Dataset entries:
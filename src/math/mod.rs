pub mod adjust;
pub mod dtw;
pub mod reference;

pub fn mean(values: &[f64]) -> f64 {
    if values.is_empty() {
        return 0.0;
    }
    values.iter().sum::<f64>() / values.len() as f64
}
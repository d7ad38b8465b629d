use anyhow::Result;
use clap::Parser;
use tracing_subscriber::EnvFilter;

use kira_transient::cli::{AdjustMethodArg, AlgorithmArg, Cli};
use kira_transient::ctx::Ctx;
use kira_transient::pipeline::Pipeline;
use kira_transient::pipeline::stage0_scaffold::Stage0Scaffold;
use kira_transient::pipeline::stage1_input::Stage1Input;
use kira_transient::pipeline::stage2_significance::Stage2Significance;
use kira_transient::pipeline::stage3_adjust::Stage3Adjust;
use kira_transient::pipeline::stage4_rank::Stage4Rank;
use kira_transient::pipeline::stage5_output::Stage5Output;
use kira_transient::pipeline::stage6_render::Stage6Render;
use kira_transient::schema::v1::{AdjustMethod, Algorithm};

fn main() -> Result<()> {
    tracing_subscriber::fmt()
        .with_env_filter(
            EnvFilter::try_from_default_env().unwrap_or_else(|_| EnvFilter::new("info")),
        )
        .with_writer(std::io::stderr)
        .init();

    let cli = Cli::parse();

    let algorithm = match cli.algorithm {
        AlgorithmArg::Euclidean => Algorithm::Euclidean,
        AlgorithmArg::Dtw => Algorithm::Dtw,
    };
    let adjust = match cli.adj_method {
        AdjustMethodArg::Bonferroni => AdjustMethod::Bonferroni,
        AdjustMethodArg::Holm => AdjustMethod::Holm,
        AdjustMethodArg::Hochberg => AdjustMethod::Hochberg,
        AdjustMethodArg::FdrBh => AdjustMethod::FdrBh,
        AdjustMethodArg::FdrBy => AdjustMethod::FdrBy,
    };

    let mut ctx = Ctx::new(
        cli.input,
        algorithm,
        adjust,
        cli.time_stamps,
        cli.repeat1_cols,
        cli.repeat2_cols,
        cli.candidate_id_col,
        &cli.grid_name,
        env!("CARGO_PKG_VERSION"),
    );
    ctx.monte_carlo = cli.monte_carlo;
    ctx.seed = cli.seed;
    ctx.threads = cli.threads;
    ctx.json_path = cli.json;

    let pipeline = Pipeline::new(vec![
        Box::new(Stage0Scaffold::new()),
        Box::new(Stage1Input::new()),
        Box::new(Stage2Significance::new()),
        Box::new(Stage3Adjust::new()),
        Box::new(Stage4Rank::new()),
        Box::new(Stage5Output::new()),
        Box::new(Stage6Render::new()),
    ]);
    pipeline.run(&mut ctx)?;

    Ok(())
}
//! Protocol session: everything one connection knows, without any I/O.
//!
//! The session owns the command dispatcher, the poll driver and the game state
//! model. Inbound frames go through [`ProtocolSession::handle_frame`], which
//! returns the callbacks and state notifications to run. The caller runs them
//! after releasing whatever lock guards the session, in the returned order.

use tokio::time::Instant;
use yrwatch_proto::{CommandResult, CommandType, Name, PollResults, RunCommandAck};

use crate::application::state::{extract_state, GameStateModel, StateUpdate};
use crate::config::ClientConfig;
use crate::error::ClientError;
use crate::infrastructure::messaging::{CommandDispatcher, FrameSink};

use super::core::PendingCallback;
use super::decoder::{parse_response, ParsedResponse};
use super::poll::PollDriver;

/// Work produced by a frame, to be run outside the session lock.
pub enum SessionEffect {
    /// A pending command's result arrived.
    Resolved {
        callback: PendingCallback,
        result: CommandResult,
    },
    /// The server rejected a pending command.
    Failed {
        callback: PendingCallback,
        error: ClientError,
    },
    StateUpdated(StateUpdate),
    /// An error-coded frame, reported upward without ending the connection.
    ServerError(ClientError),
}

impl std::fmt::Debug for SessionEffect {
    fn fmt(&self, f: &mut std::fmt::Formatter<'_>) -> std::fmt::Result {
        match self {
            SessionEffect::Resolved { result, .. } => f
                .debug_struct("Resolved")
                .field("command_id", &result.command_id)
                .finish_non_exhaustive(),
            SessionEffect::Failed { error, .. } => f
                .debug_struct("Failed")
                .field("error", error)
                .finish_non_exhaustive(),
            SessionEffect::StateUpdated(update) => f
                .debug_tuple("StateUpdated")
                .field(&update.field())
                .finish(),
            SessionEffect::ServerError(error) => {
                f.debug_tuple("ServerError").field(error).finish()
            }
        }
    }
}

pub struct ProtocolSession {
    dispatcher: CommandDispatcher,
    poll: PollDriver,
    model: GameStateModel,
}

impl ProtocolSession {
    pub fn new(sink: Box<dyn FrameSink>, config: &ClientConfig) -> Self {
        Self {
            dispatcher: CommandDispatcher::new(sink, config.max_pending, config.ack_policy),
            poll: PollDriver::new(config.poll_timeout, config.poll_stall_grace),
            model: GameStateModel::default(),
        }
    }

    pub fn model(&self) -> &GameStateModel {
        &self.model
    }

    pub fn poll(&self) -> &PollDriver {
        &self.poll
    }

    pub fn pending_len(&self) -> usize {
        self.dispatcher.pending_len()
    }

    /// Send a command. Fails with [`ClientError::NotConnected`] after teardown.
    pub fn send<M: Name>(
        &mut self,
        command: &M,
        callback: Option<PendingCallback>,
        command_type: CommandType,
    ) -> Result<(), ClientError> {
        if self.poll.is_stopped() {
            return Err(ClientError::NotConnected);
        }
        self.dispatcher.send(command, callback, command_type)
    }

    /// Process one inbound frame.
    ///
    /// An error-coded frame answers the oldest unacknowledged command; that
    /// command fails with the server's message. Undecodable frames are returned
    /// as errors. The session stays usable either way.
    pub fn handle_frame(
        &mut self,
        frame: &[u8],
        now: Instant,
    ) -> Result<Vec<SessionEffect>, ClientError> {
        let mut effects = Vec::new();
        let parsed = match parse_response(frame) {
            Ok(parsed) => parsed,
            Err(ClientError::Protocol { message }) => {
                if let Some(callback) = self.dispatcher.on_error() {
                    effects.push(SessionEffect::Failed {
                        callback,
                        error: ClientError::Protocol {
                            message: message.clone(),
                        },
                    });
                }
                effects.push(SessionEffect::ServerError(ClientError::Protocol { message }));
                return Ok(effects);
            }
            Err(e) => return Err(e),
        };
        match parsed {
            ParsedResponse::Ack(ack) => self.on_ack(&ack, now),
            ParsedResponse::PollResults(batch) => self.on_poll_results(batch, now, &mut effects),
            ParsedResponse::Other { type_url } => {
                tracing::debug!(%type_url, "Ignoring response");
            }
        }
        Ok(effects)
    }

    /// When the outstanding poll should be considered lost.
    pub fn poll_deadline(&self) -> Option<Instant> {
        self.poll.deadline()
    }

    /// Re-issue the poll if it is overdue.
    pub fn check_stall(&mut self, now: Instant) {
        if let Some(queue_id) = self.poll.check_stall(now) {
            self.issue_poll(queue_id, now);
        }
    }

    /// Stop polling and hand back every callback still waiting.
    pub fn teardown(&mut self) -> Vec<PendingCallback> {
        self.poll.stop();
        self.dispatcher.drain()
    }

    fn on_ack(&mut self, ack: &RunCommandAck, now: Instant) {
        self.dispatcher.on_ack(ack);
        if let Some(queue_id) = self.poll.on_ack(ack.queue_id) {
            self.issue_poll(queue_id, now);
        }
    }

    fn on_poll_results(
        &mut self,
        batch: PollResults,
        now: Instant,
        effects: &mut Vec<SessionEffect>,
    ) {
        if let Some(queue_id) = self.poll.on_response() {
            self.issue_poll(queue_id, now);
        }

        let results = batch.result.map(|output| output.results).unwrap_or_default();
        tracing::debug!(count = results.len(), "Poll results");

        for result in results {
            let updates = match extract_state(&result) {
                Ok(Some(partial)) => self.model.merge(partial),
                Ok(None) => Vec::new(),
                Err(e) => {
                    tracing::warn!(
                        command_id = result.command_id,
                        error = %e,
                        "Skipping undecodable result payload"
                    );
                    Vec::new()
                }
            };
            if let Some(callback) = self.dispatcher.take(result.command_id) {
                effects.push(SessionEffect::Resolved { callback, result });
            }
            effects.extend(updates.into_iter().map(SessionEffect::StateUpdated));
        }
    }

    fn issue_poll(&mut self, queue_id: u64, now: Instant) {
        match self.dispatcher.send_poll(queue_id, self.poll.timeout_ms()) {
            Ok(()) => self.poll.issued(now),
            Err(e) => {
                tracing::warn!(queue_id, error = %e, "Could not send poll");
                self.poll.send_failed();
            }
        }
    }
}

## What this task involves
Using the records above, repeat exactly the lines from the first one through the line with "use kira_transient::pipeline::stage1_input::Stage1Input;".

## Answer below
filename src/math/mod.rs
pub mod adjust;
pub mod dtw;
pub mod reference;

pub fn mean(values: &[f64]) -> f64 {
    if values.is_empty() {
        return 0.0;
    }
    values.iter().sum::<f64>() / values.len() as f64
}
repository d7ad38b8465b629d
use anyhow::Result;
use clap::Parser;
use tracing_subscriber::EnvFilter;

use kira_transient::cli::{AdjustMethodArg, AlgorithmArg, Cli};
use kira_transient::ctx::Ctx;
use kira_transient::pipeline::Pipeline;
use kira_transient::pipeline::stage0_scaffold::Stage0Scaffold;
use kira_transient::pipeline::stage1_input::Stage1Input;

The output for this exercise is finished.